Ty Wigginton placed the ball in the best spot possible for a bloop single. Brent Lillibridge, coming in from deep center, approached the ball like it might bite him. And then, with his relative inexperience in the outfield still showing, he hesitated.
Troy Tulowitzki, hustling with two outs after getting a big jump from first base, did not hesitate after getting waved home by coach Rich Dauer.
These combined factors set up the Chicago White Sox to fail, and Tulowitzki's sprint ended safely with a slide at the plate, sending the Colorado Rockies to a 3-2 victory in 13 innings Tuesday night. Remarkably, it was the Rox's first victory in their final at-bat, and in extra innings, this season. (Didn't they use to do that for a living?)
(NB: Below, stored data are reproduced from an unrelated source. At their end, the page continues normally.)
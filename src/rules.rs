//! Static rule tables: keyword lists per category and the TLD → country
//! fallback used when WHOIS does not report a country.
//!
//! These are compiled in on purpose; keyword lists are not configurable at
//! runtime.

use crate::classify::Category;

/// Gambling / casino terms.
pub const GAMBLING_KEYWORDS: &[&str] = &[
    "casino",
    "slot",
    "baccarat",
    "poker",
    "blackjack",
    "bet",
    "keonhacai",
    "odds",
    "cá cược",
    "cờ bạc",
    "bầu cua",
    "tài xỉu",
];

/// Betting-specific football terms. Plain "bóng đá" is news vocabulary and
/// is not listed.
pub const SPORTS_BETTING_KEYWORDS: &[&str] = &["soi kèo", "keo nha cai", "tỷ lệ kèo", "livescore"];

/// Illegal lottery, cracking and adult terms.
pub const PROHIBITED_KEYWORDS: &[&str] = &[
    "lô đề", "xổ số", "crack", "hack", "xxx", "sex", "chịch", "dâm", "lồn",
];

/// Category → keyword list, in tie-break priority order.
pub const KEYWORD_TABLE: &[(Category, &[&str])] = &[
    (Category::Gambling, GAMBLING_KEYWORDS),
    (Category::SportsBetting, SPORTS_BETTING_KEYWORDS),
    (Category::Prohibited, PROHIBITED_KEYWORDS),
];

/// Top-level label → country name.
pub const TLD_COUNTRY_TABLE: &[(&str, &str)] = &[
    ("vn", "Vietnam"),
    ("kh", "Cambodia"),
    ("com", "Global"),
    ("org", "Global"),
];

/// Keyword list for one category.
pub fn keywords_for(category: Category) -> &'static [&'static str] {
    KEYWORD_TABLE
        .iter()
        .find(|(c, _)| *c == category)
        .map(|(_, kws)| *kws)
        .unwrap_or(&[])
}

/// Country for a top-level label (case-insensitive), if the table knows it.
pub fn country_for_tld(tld: &str) -> Option<&'static str> {
    TLD_COUNTRY_TABLE
        .iter()
        .find(|(t, _)| t.eq_ignore_ascii_case(tld))
        .map(|(_, country)| *country)
}
//! Page fetching over HTTP(S).
//!
//! One GET per URL with a fixed timeout and a browser-like `User-Agent`.
//! Every failure comes back as a `LookupError`; the scanner turns it into
//! an unreachable record.

use std::time::Duration;

use async_trait::async_trait;
use reqwest::header::CONTENT_TYPE;

use crate::config::NetworkConfig;
use crate::errors::{LookupError, LookupResult};

/// Source of raw page bodies.
#[async_trait]
pub trait PageFetcher: Send + Sync {
    /// Fetch `url` and return the response body as text.
    async fn fetch(&self, url: &str) -> LookupResult<String>;
}

/// `reqwest`-backed fetcher.
pub struct HttpFetcher {
    client: reqwest::Client,
    timeout: Duration,
}

impl HttpFetcher {
    pub fn new(config: &NetworkConfig) -> LookupResult<Self> {
        let client = reqwest::Client::builder()
            .user_agent(config.user_agent.clone())
            .timeout(config.fetch_timeout)
            .build()
            .map_err(|e| LookupError::fetch("<client>", e.to_string()))?;

        Ok(Self {
            client,
            timeout: config.fetch_timeout,
        })
    }

    fn map_error(&self, url: &str, e: reqwest::Error) -> LookupError {
        if e.is_timeout() {
            LookupError::fetch_timeout(url, self.timeout.as_secs())
        } else {
            LookupError::fetch(url, e.to_string())
        }
    }
}

#[async_trait]
impl PageFetcher for HttpFetcher {
    async fn fetch(&self, url: &str) -> LookupResult<String> {
        tracing::debug!("GET {url}");

        let response = self
            .client
            .get(url)
            .send()
            .await
            .map_err(|e| self.map_error(url, e))?;

        tracing::debug!("{url} -> HTTP {}", response.status());

        if let Some(content_type) = response
            .headers()
            .get(CONTENT_TYPE)
            .and_then(|v| v.to_str().ok())
            && !is_textual_content_type(content_type)
        {
            return Err(LookupError::not_html(url, content_type));
        }

        response.text().await.map_err(|e| self.map_error(url, e))
    }
}

/// True for content types an HTML parser can make sense of.
pub fn is_textual_content_type(content_type: &str) -> bool {
    let ct = content_type.to_ascii_lowercase();
    let essence = ct.split(';').next().unwrap_or("").trim();
    essence.is_empty()
        || essence.starts_with("text/")
        || essence.contains("html")
        || essence.contains("xml")
}

#[cfg(test)]
mod tests {
    use super::*;

    #[test]
    fn textual_content_types() {
        assert!(is_textual_content_type("text/html; charset=utf-8"));
        assert!(is_textual_content_type("application/xhtml+xml"));
        assert!(is_textual_content_type("text/plain"));
        assert!(!is_textual_content_type("image/png"));
        assert!(!is_textual_content_type("application/pdf"));
        assert!(!is_textual_content_type("application/octet-stream"));
    }

    #[test]
    fn fetcher_builds_from_default_config() {
        assert!(HttpFetcher::new(&NetworkConfig::default()).is_ok());
    }

    #[tokio::test]
    async fn connection_refused_is_an_error() {
        let fetcher = HttpFetcher::new(&NetworkConfig::default()).unwrap();
        // Port 9 (discard) is closed on loopback in test environments.
        let res = fetcher.fetch("http://127.0.0.1:9/").await;
        assert!(res.is_err());
    }

    #[tokio::test]
    async fn url_without_scheme_is_an_error() {
        let fetcher = HttpFetcher::new(&NetworkConfig::default()).unwrap();
        assert!(fetcher.fetch("example.com").await.is_err());
    }
}
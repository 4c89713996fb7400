//! Concurrent registry of message definitions

use std::sync::Arc;

use dashmap::DashMap;
use tracing::debug;

use super::{FieldSpec, MessageDef, MessageDescriptor};
use crate::error::{Result, SchemaError};

/// Message definitions by fully qualified name.
///
/// Shared between threads behind `&self`; decoders look definitions up
/// while loaders add new ones.
#[derive(Debug, Default)]
pub struct SchemaRegistry {
    defs: DashMap<String, Arc<MessageDef>>,
}

impl SchemaRegistry {
    /// Create an empty registry.
    pub fn new() -> Self {
        Self::default()
    }

    /// Add a definition, returning the one it replaced.
    pub fn register(&self, def: Arc<MessageDef>) -> Option<Arc<MessageDef>> {
        debug!(
            message = def.name(),
            fields = def.field_count(),
            "registering message definition"
        );
        self.defs.insert(def.name().to_string(), def)
    }

    /// Look up a definition by name.
    pub fn get(&self, name: &str) -> Option<Arc<MessageDef>> {
        self.defs.get(name).map(|entry| Arc::clone(entry.value()))
    }

    /// Check whether a name is registered.
    pub fn contains(&self, name: &str) -> bool {
        self.defs.contains_key(name)
    }

    /// Number of registered definitions.
    pub fn len(&self) -> usize {
        self.defs.len()
    }

    /// Check if the registry is empty.
    pub fn is_empty(&self) -> bool {
        self.defs.is_empty()
    }

    /// Build a definition from a descriptor and register it.
    ///
    /// Message and group fields resolve `type_name` against definitions
    /// already in the registry, so descriptors must be loaded dependencies
    /// first.
    pub fn load(&self, descriptor: &MessageDescriptor) -> Result<Arc<MessageDef>> {
        let mut builder = MessageDef::builder(&descriptor.name);
        for field in &descriptor.fields {
            let mut spec = FieldSpec::new(&field.name, field.number, field.field_type)
                .label(field.label);
            if let Some(type_name) = &field.type_name {
                let nested = self
                    .get(type_name)
                    .ok_or_else(|| SchemaError::UnknownType(type_name.clone()))?;
                spec = spec.with_message(nested);
            }
            if let Some(default) = field.default_value()? {
                spec = spec.with_default(default);
            }
            builder = builder.field(spec);
        }
        let def = builder.build()?;
        self.register(Arc::clone(&def));
        Ok(def)
    }

    /// Load a JSON array of descriptors in order.
    pub fn load_json(&self, json: &str) -> Result<Vec<Arc<MessageDef>>> {
        let descriptors: Vec<MessageDescriptor> = serde_json::from_str(json)?;
        descriptors.iter().map(|d| self.load(d)).collect()
    }
}

#[cfg(test)]
mod tests {
    use super::*;

    #[test]
    fn test_register_and_get() {
        let registry = SchemaRegistry::new();
        assert!(registry.is_empty());
        let def = MessageDef::builder("pkg.Empty").build().unwrap();
        assert!(registry.register(Arc::clone(&def)).is_none());
        assert!(registry.contains("pkg.Empty"));
        assert!(Arc::ptr_eq(&registry.get("pkg.Empty").unwrap(), &def));
        assert!(registry.register(def).is_some());
        assert_eq!(registry.len(), 1);
    }

    #[test]
    fn test_unknown_nested_type() {
        let registry = SchemaRegistry::new();
        let result = registry.load_json(
            r#"[{ "name": "A", "fields": [
                { "name": "b", "number": 1, "type": "message", "type_name": "B" }
            ] }]"#,
        );
        assert!(matches!(result, Err(SchemaError::UnknownType(name)) if name == "B"));
    }
}
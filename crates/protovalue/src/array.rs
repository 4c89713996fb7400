//! Growable arrays backing repeated fields

use std::fmt;

use tracing::debug;

use crate::config::RuntimeConfig;
use crate::schema::FieldDef;
use crate::value::{Value, ValueMut};

/// A reference-counted sequence of values for one repeated field.
///
/// Every access takes the field's [`FieldDef`] as element metadata. Values
/// past `len()` are stale elements left behind by [`Array::clear`]; they are
/// not observable, but `append_mutable` reuses them when nothing else holds
/// a reference.
///
/// # Example
///
/// ```
/// use protovalue::{Array, FieldSpec, FieldType, MessageDef, Value};
///
/// let def = MessageDef::builder("Scores")
///     .field(FieldSpec::new("score", 1, FieldType::Int32).repeated())
///     .build()
///     .unwrap();
/// let score = def.field("score").unwrap();
///
/// let mut scores = Array::new();
/// scores.append(score, Value::I32(10));
/// scores.append(score, Value::I32(20));
/// scores.set(score, 0, Value::I32(15));
///
/// assert_eq!(scores.len(), 2);
/// assert_eq!(scores.get(score, 0), &Value::I32(15));
/// ```
#[derive(Default)]
pub struct Array {
    len: usize,
    elements: Vec<Value>,
}

impl Array {
    /// Create an empty array.
    pub fn new() -> Self {
        Self::default()
    }

    /// Create an empty array with room for `capacity` elements.
    pub fn with_capacity(capacity: usize) -> Self {
        Self {
            len: 0,
            elements: Vec::with_capacity(capacity),
        }
    }

    /// Number of live elements.
    pub fn len(&self) -> usize {
        self.len
    }

    /// Check if the array has no live elements.
    pub fn is_empty(&self) -> bool {
        self.len == 0
    }

    /// Allocated element slots; never less than `len()`.
    pub fn capacity(&self) -> usize {
        self.elements.capacity()
    }

    /// Live elements in order.
    pub fn as_slice(&self) -> &[Value] {
        &self.elements[..self.len]
    }

    /// Iterate over live elements.
    pub fn iter(&self) -> std::slice::Iter<'_, Value> {
        self.as_slice().iter()
    }

    /// Read the element at `index`. Panics if `index >= len()`.
    pub fn get(&self, elem: &FieldDef, index: usize) -> &Value {
        self.check_index(index);
        let value = &self.elements[index];
        debug_assert_eq!(value.kind(), elem.elem_kind());
        value
    }

    /// Replace the element at `index`, releasing the previous value.
    ///
    /// Does not extend the array; use [`Array::append`] or
    /// [`Array::append_mutable`] for that. Panics if `index >= len()` or if
    /// `value` has the wrong kind.
    pub fn set(&mut self, elem: &FieldDef, index: usize, value: Value) {
        self.check_index(index);
        elem.check_element(&value);
        self.elements[index] = value;
    }

    /// Make room for one more element, doubling capacity when full.
    pub fn ensure_capacity(&mut self, config: &RuntimeConfig) {
        let capacity = self.elements.capacity();
        if self.len < capacity {
            return;
        }
        let target = (capacity * 2).max(config.min_array_capacity);
        self.elements.reserve_exact(target - self.elements.len());
        debug!(
            old_capacity = capacity,
            new_capacity = self.elements.capacity(),
            "array grown"
        );
    }

    /// Append a caller-owned value. See [`Array::append_in`].
    pub fn append(&mut self, elem: &FieldDef, value: Value) {
        self.append_in(elem, value, &RuntimeConfig::default());
    }

    /// Append a scalar, string, or bytes value.
    ///
    /// Submessage elements are only added through
    /// [`Array::append_mutable_in`]. Panics on a submessage field or a value
    /// of the wrong kind.
    pub fn append_in(&mut self, elem: &FieldDef, value: Value, config: &RuntimeConfig) {
        assert!(
            !elem.is_submessage(),
            "submessage field '{}' must be appended with append_mutable",
            elem.name()
        );
        elem.check_element(&value);
        self.ensure_capacity(config);
        if self.len < self.elements.len() {
            self.elements[self.len] = value;
        } else {
            self.elements.push(value);
        }
        self.len += 1;
    }

    /// Append an empty managed element. See [`Array::append_mutable_in`].
    pub fn append_mutable(&mut self, elem: &FieldDef) -> ValueMut<'_> {
        self.append_mutable_in(elem, &RuntimeConfig::default())
    }

    /// Append an empty string, bytes, or submessage element and return it
    /// for the caller to fill in place.
    ///
    /// A stale element left in the new slot is reused when it is exclusively
    /// owned and `config` allows recycling. Panics if the element type is
    /// unmanaged.
    pub fn append_mutable_in(&mut self, elem: &FieldDef, config: &RuntimeConfig) -> ValueMut<'_> {
        assert!(
            elem.elem_is_managed(),
            "append_mutable on unmanaged field '{}'",
            elem.name()
        );
        self.ensure_capacity(config);
        let index = self.len;
        self.len += 1;

        if index < self.elements.len() {
            config.recycle.try_recycle(&mut self.elements[index], elem.elem_kind(), || {
                elem.fresh_element()
            })
        } else {
            self.elements.push(elem.fresh_element());
            self.elements[index].as_value_mut()
        }
    }

    /// Drop all live elements from view.
    ///
    /// The values stay in place as recycling candidates and are released when
    /// overwritten or when the array is dropped.
    pub fn clear(&mut self) {
        self.len = 0;
    }

    fn check_index(&self, index: usize) {
        assert!(
            index < self.len,
            "array index {} out of bounds (len {})",
            index,
            self.len
        );
    }
}

impl Clone for Array {
    /// Copies live elements only; stale ones stay with the source.
    fn clone(&self) -> Self {
        Self {
            len: self.len,
            elements: self.as_slice().to_vec(),
        }
    }
}

impl PartialEq for Array {
    fn eq(&self, other: &Self) -> bool {
        self.as_slice() == other.as_slice()
    }
}

impl fmt::Debug for Array {
    fn fmt(&self, f: &mut fmt::Formatter<'_>) -> fmt::Result {
        f.debug_list().entries(self.iter()).finish()
    }
}

impl<'a> IntoIterator for &'a Array {
    type Item = &'a Value;
    type IntoIter = std::slice::Iter<'a, Value>;

    fn into_iter(self) -> Self::IntoIter {
        self.iter()
    }
}

#[cfg(test)]
mod tests {
    use super::*;
    use crate::schema::{FieldSpec, FieldType, MessageDef};

    fn ints() -> std::sync::Arc<MessageDef> {
        MessageDef::builder("Ints")
            .field(FieldSpec::new("n", 1, FieldType::Int64).repeated())
            .field(FieldSpec::new("s", 2, FieldType::String).repeated())
            .build()
            .unwrap()
    }

    #[test]
    fn test_first_growth_uses_floor() {
        let def = ints();
        let n = def.field("n").unwrap();
        let mut a = Array::new();
        assert_eq!(a.capacity(), 0);
        a.append_in(n, Value::I64(1), &RuntimeConfig::new().with_min_array_capacity(8));
        assert!(a.capacity() >= 8);
    }

    #[test]
    fn test_clear_keeps_stale_elements() {
        let def = ints();
        let s = def.field("s").unwrap();
        let mut a = Array::new();
        a.append(s, Value::string("x"));
        a.clear();
        assert!(a.is_empty());
        assert_eq!(a.elements.len(), 1);
        assert_eq!(a.iter().count(), 0);
    }

    #[test]
    fn test_clone_drops_stale() {
        let def = ints();
        let s = def.field("s").unwrap();
        let mut a = Array::new();
        a.append(s, Value::string("x"));
        a.append(s, Value::string("y"));
        a.clear();
        a.append(s, Value::string("z"));
        let b = a.clone();
        assert_eq!(b.elements.len(), 1);
        assert_eq!(a, b);
    }

    #[test]
    #[should_panic(expected = "out of bounds")]
    fn test_get_past_len_panics() {
        let def = ints();
        let n = def.field("n").unwrap();
        let mut a = Array::new();
        a.append(n, Value::I64(1));
        a.clear();
        let _ = a.get(n, 0);
    }
}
The rest of the Rockies stormed the field and playfully pounded Wigginton, as if he were the one mostly responsible. They really should have been wailing on Tulo, or Dauer, or Lillibridge, or the guy who made it 415 feet to center at Coors.
An added irony for the White Sox: Manager Ozzie Guillen had removed usual center fielder Alex Rios in the seventh for loafing. Lillibridge, who has made some terrific outfield saves this season (mostly in right field), came into the game with 160 career innings logged in center. He's an infielder by trade.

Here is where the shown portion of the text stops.